I appreciated the time without, but also because knowing it is only temporary. Three days later I had all back: a new phone and a new Sim-card. Another aspect really annoying me was I never agreed to enter into the Apple-cloud. This is at least what I was thought. I supposedly denied any update of my cloud content. I am too afraid about a third party knowing intimate things about me through the upload of my phone data. However and practically speaking it would have been of advantage using that service now. But as I had denied, supposedly, most of my data was presumably lost.
When starting my new phone I accepted the automated invitation to update my phone with the available data on my cloud. (note I had agreed to create my personal cloud when I received my last Apple-phone, but always denied updating it). Consequently it started updating.
I bought last IPhone in Mai and the table said, my last update of the cloud was in August? Never mind, the process was launched. Shortly later all was downloaded and to my biggest surprise and astonishment all personal data was restored on my new phone! For a nerd this seems plausible and obvious, but ALL data was restored. All contact details, images on lock screens, alarm sounds, even the entire communication protocols on WhatsApp and SMS.

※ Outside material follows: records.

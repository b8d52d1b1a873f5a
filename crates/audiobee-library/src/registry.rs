//! Table of library functions callable from expressions.
//!
//! Every entry maps the expression-facing name to a plain function pointer
//! taking its arguments as a slice. The evaluator checks the argument count
//! against [`Arity`] before calling, so implementations may index freely below
//! `arity.min` and use [`arg_or`] for optional trailing parameters.

use crate::pitch::{frequency_to_note_number, note_number_to_frequency};
use crate::waveform::*;

/// Default sharpness for soft families.
pub const DEFAULT_SHARPNESS: f64 = 0.0;

/// Default bias for biased families.
pub const DEFAULT_BIAS: f64 = 0.0;

/// Default tension for `tooth` and `tri`.
pub const DEFAULT_TENSION: f64 = 1.0;

/// Accepted argument count range, inclusive.
#[derive(Debug, Clone, Copy, PartialEq, Eq)]
pub struct Arity {
    pub min: usize,
    pub max: usize,
}

impl Arity {
    /// Exactly `n` arguments.
    pub const fn exactly(n: usize) -> Self {
        Self { min: n, max: n }
    }

    /// Between `min` and `max` arguments.
    pub const fn range(min: usize, max: usize) -> Self {
        Self { min, max }
    }

    /// Returns true if `count` arguments are accepted.
    pub fn accepts(&self, count: usize) -> bool {
        count >= self.min && count <= self.max
    }
}

impl std::fmt::Display for Arity {
    fn fmt(&self, f: &mut std::fmt::Formatter<'_>) -> std::fmt::Result {
        if self.min == self.max {
            write!(f, "{}", self.min)
        } else {
            write!(f, "{}..={}", self.min, self.max)
        }
    }
}

/// A named library function.
#[derive(Debug, Clone, Copy)]
pub struct LibraryFunction {
    /// Name used in expressions.
    pub name: &'static str,
    /// Accepted argument counts.
    pub arity: Arity,
    /// Implementation. Receives between `arity.min` and `arity.max` arguments.
    pub call: fn(&[f64]) -> f64,
}

/// Returns `args[index]`, or `default` when the argument was omitted.
pub fn arg_or(args: &[f64], index: usize, default: f64) -> f64 {
    args.get(index).copied().unwrap_or(default)
}

const fn entry(name: &'static str, arity: Arity, call: fn(&[f64]) -> f64) -> LibraryFunction {
    LibraryFunction { name, arity, call }
}

const ONE: Arity = Arity::exactly(1);
const SHAPED: Arity = Arity::range(1, 2);
const BIASED: Arity = Arity::range(1, 3);

/// Every library function, in documentation order.
pub static LIBRARY: &[LibraryFunction] = &[
    entry("ftom", ONE, |a| frequency_to_note_number(a[0])),
    entry("mtof", ONE, |a| note_number_to_frequency(a[0])),
    entry("clip", Arity::exactly(3), |a| clip(a[0], a[1], a[2])),
    entry("sine", ONE, |a| sine(a[0])),
    entry("cosine", ONE, |a| cosine(a[0])),
    entry("semisine", ONE, |a| semisine(a[0])),
    entry("sawtooth", ONE, |a| sawtooth(a[0])),
    entry("triangle", ONE, |a| triangle(a[0])),
    entry("square", ONE, |a| square(a[0])),
    entry("cub", ONE, |a| cub(a[0])),
    entry("twine", ONE, |a| twine(a[0])),
    entry("halfCircle", ONE, |a| half_circle(a[0])),
    entry("halfCircleDC", ONE, |a| half_circle_dc(a[0])),
    entry("tang", ONE, |a| tang(a[0])),
    entry("pinch", ONE, |a| pinch(a[0])),
    entry("tooth", SHAPED, |a| tooth(a[0], arg_or(a, 1, DEFAULT_TENSION))),
    entry("tri", SHAPED, |a| tri(a[0], arg_or(a, 1, DEFAULT_TENSION))),
    entry("softSemisine", SHAPED, |a| {
        soft_semisine(a[0], arg_or(a, 1, DEFAULT_SHARPNESS))
    }),
    entry("softSawtooth", SHAPED, |a| {
        soft_sawtooth(a[0], arg_or(a, 1, DEFAULT_SHARPNESS))
    }),
    entry("softTriangle", SHAPED, |a| {
        soft_triangle(a[0], arg_or(a, 1, DEFAULT_SHARPNESS))
    }),
    entry("softSquare", SHAPED, |a| {
        soft_square(a[0], arg_or(a, 1, DEFAULT_SHARPNESS))
    }),
    entry("softSinh", BIASED, |a| {
        soft_sinh(a[0], arg_or(a, 1, DEFAULT_SHARPNESS), arg_or(a, 2, DEFAULT_BIAS))
    }),
    entry("softCosh", SHAPED, |a| {
        soft_cosh(a[0], arg_or(a, 1, DEFAULT_SHARPNESS))
    }),
    entry("softTanh", SHAPED, |a| {
        soft_tanh(a[0], arg_or(a, 1, DEFAULT_SHARPNESS))
    }),
    entry("softLog", SHAPED, |a| soft_log(a[0], arg_or(a, 1, DEFAULT_SHARPNESS))),
    entry("softPulse", BIASED, |a| {
        soft_pulse(a[0], arg_or(a, 1, DEFAULT_SHARPNESS), arg_or(a, 2, DEFAULT_BIAS))
    }),
    entry("softTent", BIASED, |a| {
        soft_tent(a[0], arg_or(a, 1, DEFAULT_SHARPNESS), arg_or(a, 2, DEFAULT_BIAS))
    }),
    entry("lissajous21", BIASED, |a| {
        lissajous21(a[0], arg_or(a, 1, DEFAULT_SHARPNESS), arg_or(a, 2, DEFAULT_BIAS))
    }),
    entry("lissajous13", BIASED, |a| {
        lissajous13(a[0], arg_or(a, 1, DEFAULT_SHARPNESS), arg_or(a, 2, DEFAULT_BIAS))
    }),
    entry("lissajous23", BIASED, |a| {
        lissajous23(a[0], arg_or(a, 1, DEFAULT_SHARPNESS), arg_or(a, 2, DEFAULT_BIAS))
    }),
    entry("lissajous25", BIASED, |a| {
        lissajous25(a[0], arg_or(a, 1, DEFAULT_SHARPNESS), arg_or(a, 2, DEFAULT_BIAS))
    }),
    entry("lissajous34", BIASED, |a| {
        lissajous34(a[0], arg_or(a, 1, DEFAULT_SHARPNESS), arg_or(a, 2, DEFAULT_BIAS))
    }),
    entry("lissajous35", BIASED, |a| {
        lissajous35(a[0], arg_or(a, 1, DEFAULT_SHARPNESS), arg_or(a, 2, DEFAULT_BIAS))
    }),
];

/// Looks up a library function by its expression-facing name.
pub fn lookup(name: &str) -> Option<&'static LibraryFunction> {
    LIBRARY.iter().find(|function| function.name == name)
}

#[cfg(test)]
mod tests {
    use super::*;
    use pretty_assertions::assert_eq;
    use std::collections::HashSet;

    #[test]
    fn test_names_are_unique() {
        let names: HashSet<_> = LIBRARY.iter().map(|f| f.name).collect();
        assert_eq!(names.len(), LIBRARY.len());
        assert_eq!(LIBRARY.len(), 33);
    }

    #[test]
    fn test_lookup() {
        let function = lookup("softSawtooth").unwrap();
        assert_eq!(function.arity, Arity::range(1, 2));
        assert_eq!((function.call)(&[0.25]), sine(0.25));
        assert_eq!((function.call)(&[0.1, 1.0]), soft_sawtooth(0.1, 1.0));
        assert!(lookup("softsawtooth").is_none());
        assert!(lookup("").is_none());
    }

    #[test]
    fn test_optional_arguments_use_defaults() {
        let tooth = lookup("tooth").unwrap();
        assert_eq!((tooth.call)(&[0.2]), super::tooth(0.2, DEFAULT_TENSION));

        let pulse = lookup("softPulse").unwrap();
        assert_eq!((pulse.call)(&[0.3, 0.5]), soft_pulse(0.3, 0.5, DEFAULT_BIAS));
    }

    #[test]
    fn test_every_entry_callable_at_min_and_max_arity() {
        let args = [0.3, 0.4, 0.2];
        for function in LIBRARY {
            for count in [function.arity.min, function.arity.max] {
                let value = (function.call)(&args[..count]);
                assert!(value.is_finite(), "{} with {} args", function.name, count);
            }
        }
    }

    #[test]
    fn test_arity_display() {
        assert_eq!(Arity::exactly(1).to_string(), "1");
        assert_eq!(Arity::range(1, 3).to_string(), "1..=3");
        assert!(Arity::range(1, 3).accepts(2));
        assert!(!Arity::range(1, 3).accepts(0));
    }
}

I don’t know what to think about. What’s the point in denying updating your cloud, if it is done anyway? Maybe due to a mistake end of August I did not deny and by pushing the wrong button I agreed and the updated ran down (which, again, practically speaking I very much appreciate!), but as last update was in August, how come all later exchange such as SMS was also registered and saved somewhere?
I have nothing to hide but I don’t want any third party to know anything about me without my permission or even knowledge. If I wanted, I’d post my CV on lanterns, street signs and anywhere. But I don’t want the world to know. I love my anonymity.
The knowledge my personal data is somewhere on a server in the US and being read by whomever frightens me. I don’t like it. But I also know, I cannot do anything against.
Again, I appreciate having recovered all my data, but this instant has shown me, personal immunity and intimacy is not given and does not prevail. That’s a shame but you ´can not do anything against. Some say, the world has become a safer place, but I don’t believe in this kind of system and somehow I do not want to be part of it.